Une fois de plus se vérifie l’adage selon lequel les modifications des règles électorales profitent rarement à leurs auteurs. Le Parti socialiste en fait l’amère et douloureuse expérience après le premier tour de ces élections départementales qui voient les candidats qu’il soutenait écartés du second tour dans 580 cantons. Plus d’un cinquième de ces binômes le doivent au fait qu’ils n’ont pas franchi le seuil des 12,5 % des inscrits, fixé par la loi du 17 mai 2013, nécessaire pour se maintenir.
Encore convient-il de rendre à César ce qui appartient à César. Un peu d’histoire s’impose. Lorsque le projet de loi relatif à l’élection des conseillers départementaux est déposé, en novembre 2012, il prévoyait initialement de fixer cette barre à 10 % des inscrits, soit de revenir au seuil historique de qualification au second tour pour les élections cantonales que la loi de 2010 instaurant les conseillers territoriaux avait porté à 12,5 %. Ce seuil sera appliqué aux élections cantonales de mars 2011. Ainsi, lors de ce scrutin, portant sur le renouvellement de la moitié des cantons, le second tour donnera lieu à 52 triangulaires. Si la barre avait été maintenue à 10 % des inscrits, il y aurait eu 259 triangulaires, 9 quadrangulaires et, même, 2 pentagulaires.
Une évolution qui n’était pas étrangère aux résultats des élections régionales de mars 2010, marquées par une sévère défaite de la droite – qui ne conserve que l’Alsace en métropole –, accentuée par la poussée du Front national, présent au second tour dans douze des vingt-deux régions métropolitaines. Ainsi germe, chez les dirigeants de l’UMP, au premier rang desquels celui qui préside alors le groupe des députés, Jean-François Copé, l’idée, pour l’élection des futurs conseillers territoriaux, du ” deux tours sec ” : un scrutin à deux tours mais avec suppression des triangulaires, où seuls les deux candidats arrivés en tête au premier tour sont admis à concourir au second, comme pour l’élection présidentielle. Certains envisagent même d’étendre ce système aux législatives.
” Manœuvre “Les dirigeants de la droite n’en font pas mystère : il s’agit bel et bien d’écarter la concurrence de l’extrême droite afin d’affronter la gauche dans les meilleures conditions. Certains, toutefois, pressentent que le piège pourrait se refermer sur l’UMP. Après de vifs débats internes à la droite, c’est la solution du relèvement à 12,5 % des inscrits qui est retenue.

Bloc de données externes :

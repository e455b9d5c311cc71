//! HTTP surface of the daemon: the peer protocol endpoint and the local
//! control API.

use std::sync::Arc;
use std::time::Duration;

use axum::{
    extract::{Path, Query, State},
    http::{header, StatusCode},
    response::{IntoResponse, Response},
    routing::{get, post},
    Json, Router,
};
use gpulend_core::domain::api::{
    ApiErrorBody, CancelResponse, LedgerView, PeerView, SubmitJob, SubmitJobResponse,
};
use gpulend_core::{
    Capability, DispatchError, EnvelopeHandler, JobId, JobSession, LedgerError, Node,
    SignedEnvelope, WireReply,
};
use serde::Deserialize;

const DEFAULT_LEDGER_LIMIT: usize = 50;

#[derive(Clone)]
struct AppState {
    node: Arc<Node>,
}

pub fn router(node: Arc<Node>) -> Router {
    Router::new()
        .route("/v1/envelope", post(envelope))
        .route("/v1/jobs", post(submit_job).get(list_jobs))
        .route("/v1/jobs/:id", get(job_status))
        .route("/v1/jobs/:id/cancel", post(cancel_job))
        .route("/v1/peers", get(peers))
        .route("/v1/ledger", get(ledger))
        .route("/v1/capability", get(capability))
        .route("/v1/artifacts/:id", get(artifact))
        .with_state(AppState { node })
}

/// Error body plus status code.
#[derive(Debug)]
pub struct ApiError {
    status: StatusCode,
    message: String,
}

impl ApiError {
    fn new(status: StatusCode, message: impl Into<String>) -> Self {
        Self {
            status,
            message: message.into(),
        }
    }
}

impl IntoResponse for ApiError {
    fn into_response(self) -> Response {
        (
            self.status,
            Json(ApiErrorBody {
                error: self.message,
            }),
        )
            .into_response()
    }
}

impl From<DispatchError> for ApiError {
    fn from(e: DispatchError) -> Self {
        let status = match &e {
            DispatchError::NoCandidate | DispatchError::Stopped => StatusCode::SERVICE_UNAVAILABLE,
            DispatchError::UnknownJob(_) => StatusCode::NOT_FOUND,
            DispatchError::InvalidRequest(_) => StatusCode::BAD_REQUEST,
        };
        Self::new(status, e.to_string())
    }
}

impl From<LedgerError> for ApiError {
    fn from(e: LedgerError) -> Self {
        tracing::error!(error = %e, "ledger query failed");
        Self::new(StatusCode::INTERNAL_SERVER_ERROR, e.to_string())
    }
}

type ApiResult<T> = Result<Json<T>, ApiError>;

async fn envelope(State(state): State<AppState>, Json(env): Json<SignedEnvelope>) -> Json<WireReply> {
    Json(state.node.router().handle(env).await)
}

async fn submit_job(
    State(state): State<AppState>,
    Json(req): Json<SubmitJob>,
) -> Result<(StatusCode, Json<SubmitJobResponse>), ApiError> {
    let job_id = state
        .node
        .submit(
            req.requirement,
            req.payload,
            Duration::from_secs(req.time_budget_secs),
        )
        .await?;
    Ok((StatusCode::ACCEPTED, Json(SubmitJobResponse { job_id })))
}

async fn list_jobs(State(state): State<AppState>) -> Json<Vec<JobSession>> {
    Json(state.node.dispatcher().sessions())
}

async fn job_status(State(state): State<AppState>, Path(id): Path<String>) -> ApiResult<JobSession> {
    let job_id = JobId(id);
    state
        .node
        .dispatcher()
        .status(&job_id)
        .map(Json)
        .ok_or_else(|| DispatchError::UnknownJob(job_id).into())
}

async fn cancel_job(
    State(state): State<AppState>,
    Path(id): Path<String>,
) -> ApiResult<CancelResponse> {
    let job_id = JobId(id);
    let requested = state.node.dispatcher().cancel(&job_id)?;
    Ok(Json(CancelResponse { job_id, requested }))
}

async fn peers(State(state): State<AppState>) -> Json<Vec<PeerView>> {
    Json(state.node.registry().snapshot().views())
}

#[derive(Debug, Deserialize)]
struct LedgerQuery {
    limit: Option<usize>,
}

async fn ledger(
    State(state): State<AppState>,
    Query(query): Query<LedgerQuery>,
) -> ApiResult<LedgerView> {
    let ledger = state.node.ledger();
    let entries = ledger
        .entries(query.limit.unwrap_or(DEFAULT_LEDGER_LIMIT))
        .await?;
    let summary = ledger.summary().await?;
    Ok(Json(LedgerView { summary, entries }))
}

async fn capability(State(state): State<AppState>) -> Json<Capability> {
    Json(state.node.local_capability().await)
}

/// Zip of a finished job's workspace, while this executor still keeps it.
async fn artifact(
    State(state): State<AppState>,
    Path(id): Path<String>,
) -> Result<Response, ApiError> {
    let job_id = JobId(id);
    let artifact = state
        .node
        .supervisor()
        .artifact(&job_id)
        .await
        .ok_or_else(|| ApiError::new(StatusCode::NOT_FOUND, format!("no artifact for job {job_id}")))?;
    let bytes = tokio::fs::read(&artifact.path).await.map_err(|e| {
        tracing::warn!(job_id = %job_id, error = %e, "artifact unreadable");
        ApiError::new(StatusCode::GONE, format!("artifact for job {job_id} is gone"))
    })?;
    Ok(([(header::CONTENT_TYPE, "application/zip")], bytes).into_response())
}

#[cfg(test)]
mod tests {
    use super::*;
    use gpulend_core::fakes::{FakeBackend, Script};
    use gpulend_core::wire::WireMessage;
    use gpulend_core::{
        HttpTransport, JobState, MemoryLedger, NodeConfig, NodeParts, Outcome, PayloadRef,
        PeerIdentity, ResourceRequirement, StaticProbe,
    };
    use serde_json::json;

    struct Daemon {
        node: Arc<Node>,
        base: String,
        http: reqwest::Client,
    }

    impl Daemon {
        fn url(&self, path: &str) -> String {
            format!("{}{}", self.base, path)
        }
    }

    async fn daemon(probe: StaticProbe, script: Script) -> Daemon {
        daemon_with(probe, FakeBackend::new(script)).await
    }

    async fn daemon_with(probe: StaticProbe, backend: FakeBackend) -> Daemon {
        let listener = tokio::net::TcpListener::bind("127.0.0.1:0").await.unwrap();
        let base = format!("http://{}", listener.local_addr().unwrap());
        let mut config = NodeConfig::default();
        config.listen = listener.local_addr().unwrap().to_string();
        config.advertise = base.clone();
        let parts = NodeParts {
            identity: PeerIdentity::generate().unwrap(),
            transport: Arc::new(HttpTransport::new(Duration::from_secs(2)).unwrap()),
            backend: Arc::new(backend),
            probe: Arc::new(probe),
            ledger: Arc::new(MemoryLedger::new()),
        };
        let node = Arc::new(Node::start(config, parts).await.unwrap());
        let app = router(Arc::clone(&node));
        tokio::spawn(async move {
            axum::serve(listener, app).await.unwrap();
        });
        node.report_now().await;
        Daemon {
            node,
            base,
            http: reqwest::Client::new(),
        }
    }

    fn submit_body(min_vram_mb: u64) -> SubmitJob {
        SubmitJob {
            requirement: ResourceRequirement::vram(min_vram_mb),
            payload: PayloadRef::image("python:3.12-slim"),
            time_budget_secs: 60,
        }
    }

    async fn wait_finished(d: &Daemon, job_id: &JobId) -> JobSession {
        for _ in 0..100 {
            let session: JobSession = d
                .http
                .get(d.url(&format!("/v1/jobs/{job_id}")))
                .send()
                .await
                .unwrap()
                .json()
                .await
                .unwrap();
            if session.outcome.is_some() {
                return session;
            }
            tokio::time::sleep(Duration::from_millis(100)).await;
        }
        panic!("job {job_id} did not finish");
    }

    #[tokio::test]
    async fn job_runs_on_own_node_end_to_end() {
        let d = daemon(
            StaticProbe::gpu("test-gpu", 8_192, 40),
            Script::succeed(Duration::from_millis(50)),
        )
        .await;

        let resp = d
            .http
            .post(d.url("/v1/jobs"))
            .json(&submit_body(1_024))
            .send()
            .await
            .unwrap();
        assert_eq!(resp.status(), reqwest::StatusCode::ACCEPTED);
        let SubmitJobResponse { job_id } = resp.json().await.unwrap();

        let session = wait_finished(&d, &job_id).await;
        assert_eq!(session.state, JobState::Succeeded);
        assert_eq!(session.outcome.unwrap().outcome, Outcome::Succeeded);

        let jobs: Vec<JobSession> = d
            .http
            .get(d.url("/v1/jobs"))
            .send()
            .await
            .unwrap()
            .json()
            .await
            .unwrap();
        assert_eq!(jobs.len(), 1);

        let view: LedgerView = d
            .http
            .get(d.url("/v1/ledger?limit=10"))
            .send()
            .await
            .unwrap()
            .json()
            .await
            .unwrap();
        assert_eq!(view.entries.len(), 1);
        assert_eq!(view.summary.succeeded, 1);
        assert_eq!(&view.entries[0].executor, d.node.peer_id());
    }

    #[tokio::test]
    async fn unmatched_requirement_is_service_unavailable() {
        let d = daemon(
            StaticProbe::gpu("small", 2_048, 10),
            Script::succeed(Duration::from_millis(50)),
        )
        .await;
        let resp = d
            .http
            .post(d.url("/v1/jobs"))
            .json(&submit_body(80_000))
            .send()
            .await
            .unwrap();
        assert_eq!(resp.status(), reqwest::StatusCode::SERVICE_UNAVAILABLE);
        let body: ApiErrorBody = resp.json().await.unwrap();
        assert!(body.error.contains("no peer"));
    }

    #[tokio::test]
    async fn zero_budget_is_bad_request() {
        let d = daemon(
            StaticProbe::gpu("test-gpu", 8_192, 40),
            Script::succeed(Duration::from_millis(50)),
        )
        .await;
        let resp = d
            .http
            .post(d.url("/v1/jobs"))
            .json(&json!({
                "requirement": {"min_vram_mb": 1024, "min_compute_units": 0},
                "payload": {"kind": "image", "image": "python:3.12-slim"},
                "time_budget_secs": 0
            }))
            .send()
            .await
            .unwrap();
        assert_eq!(resp.status(), reqwest::StatusCode::BAD_REQUEST);
    }

    #[tokio::test]
    async fn unknown_job_is_not_found() {
        let d = daemon(
            StaticProbe::gpu("test-gpu", 8_192, 40),
            Script::succeed(Duration::from_millis(50)),
        )
        .await;
        let status = d
            .http
            .get(d.url("/v1/jobs/nope"))
            .send()
            .await
            .unwrap()
            .status();
        assert_eq!(status, reqwest::StatusCode::NOT_FOUND);
        let status = d
            .http
            .post(d.url("/v1/jobs/nope/cancel"))
            .send()
            .await
            .unwrap()
            .status();
        assert_eq!(status, reqwest::StatusCode::NOT_FOUND);
    }

    #[tokio::test]
    async fn cancel_ends_running_job_and_repeats_harmlessly() {
        let d = daemon(StaticProbe::gpu("test-gpu", 8_192, 40), Script::Hang).await;
        let SubmitJobResponse { job_id } = d
            .http
            .post(d.url("/v1/jobs"))
            .json(&submit_body(1_024))
            .send()
            .await
            .unwrap()
            .json()
            .await
            .unwrap();

        let first: CancelResponse = d
            .http
            .post(d.url(&format!("/v1/jobs/{job_id}/cancel")))
            .send()
            .await
            .unwrap()
            .json()
            .await
            .unwrap();
        assert!(first.requested);

        let session = wait_finished(&d, &job_id).await;
        assert_eq!(session.state, JobState::Cancelled);

        let second: CancelResponse = d
            .http
            .post(d.url(&format!("/v1/jobs/{job_id}/cancel")))
            .send()
            .await
            .unwrap()
            .json()
            .await
            .unwrap();
        assert!(!second.requested);
    }

    #[tokio::test]
    async fn peers_and_capability_show_own_node() {
        let d = daemon(
            StaticProbe::gpu("test-gpu", 8_192, 40),
            Script::succeed(Duration::from_millis(50)),
        )
        .await;
        let peers: Vec<PeerView> = d
            .http
            .get(d.url("/v1/peers"))
            .send()
            .await
            .unwrap()
            .json()
            .await
            .unwrap();
        assert_eq!(peers.len(), 1);
        assert_eq!(&peers[0].peer_id, d.node.peer_id());
        assert_eq!(peers[0].capability.vram_total_mb, 8_192);

        let cap: Capability = d
            .http
            .get(d.url("/v1/capability"))
            .send()
            .await
            .unwrap()
            .json()
            .await
            .unwrap();
        assert!(cap.sandbox_available);
        assert_eq!(cap.gpu_model, "test-gpu");
    }

    #[tokio::test]
    async fn finished_job_workspace_is_downloadable() {
        let root = tempfile::tempdir().unwrap();
        let backend = FakeBackend::new(Script::Succeed {
            after: Duration::from_millis(50),
            stdout: "trained\n".into(),
        })
        .with_workspaces(root.path());
        let d = daemon_with(StaticProbe::gpu("test-gpu", 8_192, 40), backend).await;

        let SubmitJobResponse { job_id } = d
            .http
            .post(d.url("/v1/jobs"))
            .json(&submit_body(1_024))
            .send()
            .await
            .unwrap()
            .json()
            .await
            .unwrap();
        let session = wait_finished(&d, &job_id).await;
        let artifact = session.outcome.unwrap().artifact.expect("artifact reported");
        let url = artifact.url.expect("artifact url");
        assert_eq!(url, d.url(&format!("/v1/artifacts/{job_id}")));

        let resp = d.http.get(&url).send().await.unwrap();
        assert_eq!(resp.status(), reqwest::StatusCode::OK);
        assert_eq!(
            resp.headers()[reqwest::header::CONTENT_TYPE],
            "application/zip"
        );
        let body = resp.bytes().await.unwrap();
        assert_eq!(body.len() as u64, artifact.size_bytes);
        assert!(body.starts_with(b"PK"));

        let missing = d
            .http
            .get(d.url("/v1/artifacts/nope"))
            .send()
            .await
            .unwrap()
            .status();
        assert_eq!(missing, reqwest::StatusCode::NOT_FOUND);
    }

    #[tokio::test]
    async fn forged_envelope_is_rejected() {
        let d = daemon(
            StaticProbe::gpu("test-gpu", 8_192, 40),
            Script::succeed(Duration::from_millis(50)),
        )
        .await;
        let signer = PeerIdentity::from_seed([9u8; 32]);
        let mut env = SignedEnvelope::seal(
            &signer,
            &WireMessage::Cancel {
                job_id: JobId::from("job-1"),
            },
        )
        .unwrap();
        env.sender = PeerIdentity::from_seed([8u8; 32]).peer_id().clone();

        let reply: WireReply = d
            .http
            .post(d.url("/v1/envelope"))
            .json(&env)
            .send()
            .await
            .unwrap()
            .json()
            .await
            .unwrap();
        assert!(matches!(reply, WireReply::Rejected { .. }));
    }
}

Retour, donc, aux débats parlementaires qui ont précédé l’adoption de la loi sur les conseillers départementaux. En première lecture, la droite, désormais dans l’opposition, combat le retour au seuil de 10 % des inscrits, subodorant une ” manœuvre “ du gouvernement pour lui mettre, autant que possible, le FN dans les pattes. En vain. Le ministre de l’intérieur, Manuel Valls, repousse fermement les assauts de la droite. Mais, surprise, en deuxième lecture, le gouvernement se fait une douce violence et accepte de rétablir le seuil de 12,5 %. Dans les faits, la majorité s’est elle-même convertie à l’idée que, faute de parvenir à endiguer politiquement la progression du FN, mieux valait, autant que possible, l’entraver électoralement.
Cet épisode révèle l’état d’esprit des responsables des deux principales formations de gauche et de droite. La question qui se pose pour eux est, d’abord, d’empêcher un ” intrus ” d’exercer sa capacité de nuisance et de perturber la traditionnelle bipolarisation que les institutions de la Ve République sont censées garantir. A ce titre, le scrutin majoritaire à deux tours en vigueur pour les élections majeures – présidentielle et législatives – a longtemps contribué à figer le paysage politique.
Mais la mutation politique est allée plus vite que l’évolution institutionnelle. L’affaissement des forces dominantes, lié à l’irruption du FN, réceptacle de tous les dépits et de toutes les colères, oblige à constater que le tripartisme s’installe comme une réalité. Qui va considérablement métamorphoser le jeu électoral. Nous sortons d’une classique opposition bipolaire droite-gauche pour entrer dans une ère qui voit trois acteurs majeurs se disputer les suffrages. Avec cette notable particularité – pour l’instant, du moins – qu’aucune de ces trois forces ne peut envisager de faire alliance avec l’une des deux autres.
Quel que soit le mode de scrutin – majoritaire ou proportionnel avec prime, comme pour les municipales et les régionales –, cette ” règle de trois ” va imposer deux exigences. Un : être en situation d’éviter l’élimination dès le premier tour. Deux : réunir les conditions pour arriver en tête au second tour. Car, quoi qu’il arrive, c’est le plus gros des trois tiers qui remportera le morceau. Mais, à ce jeu, malheur au battu.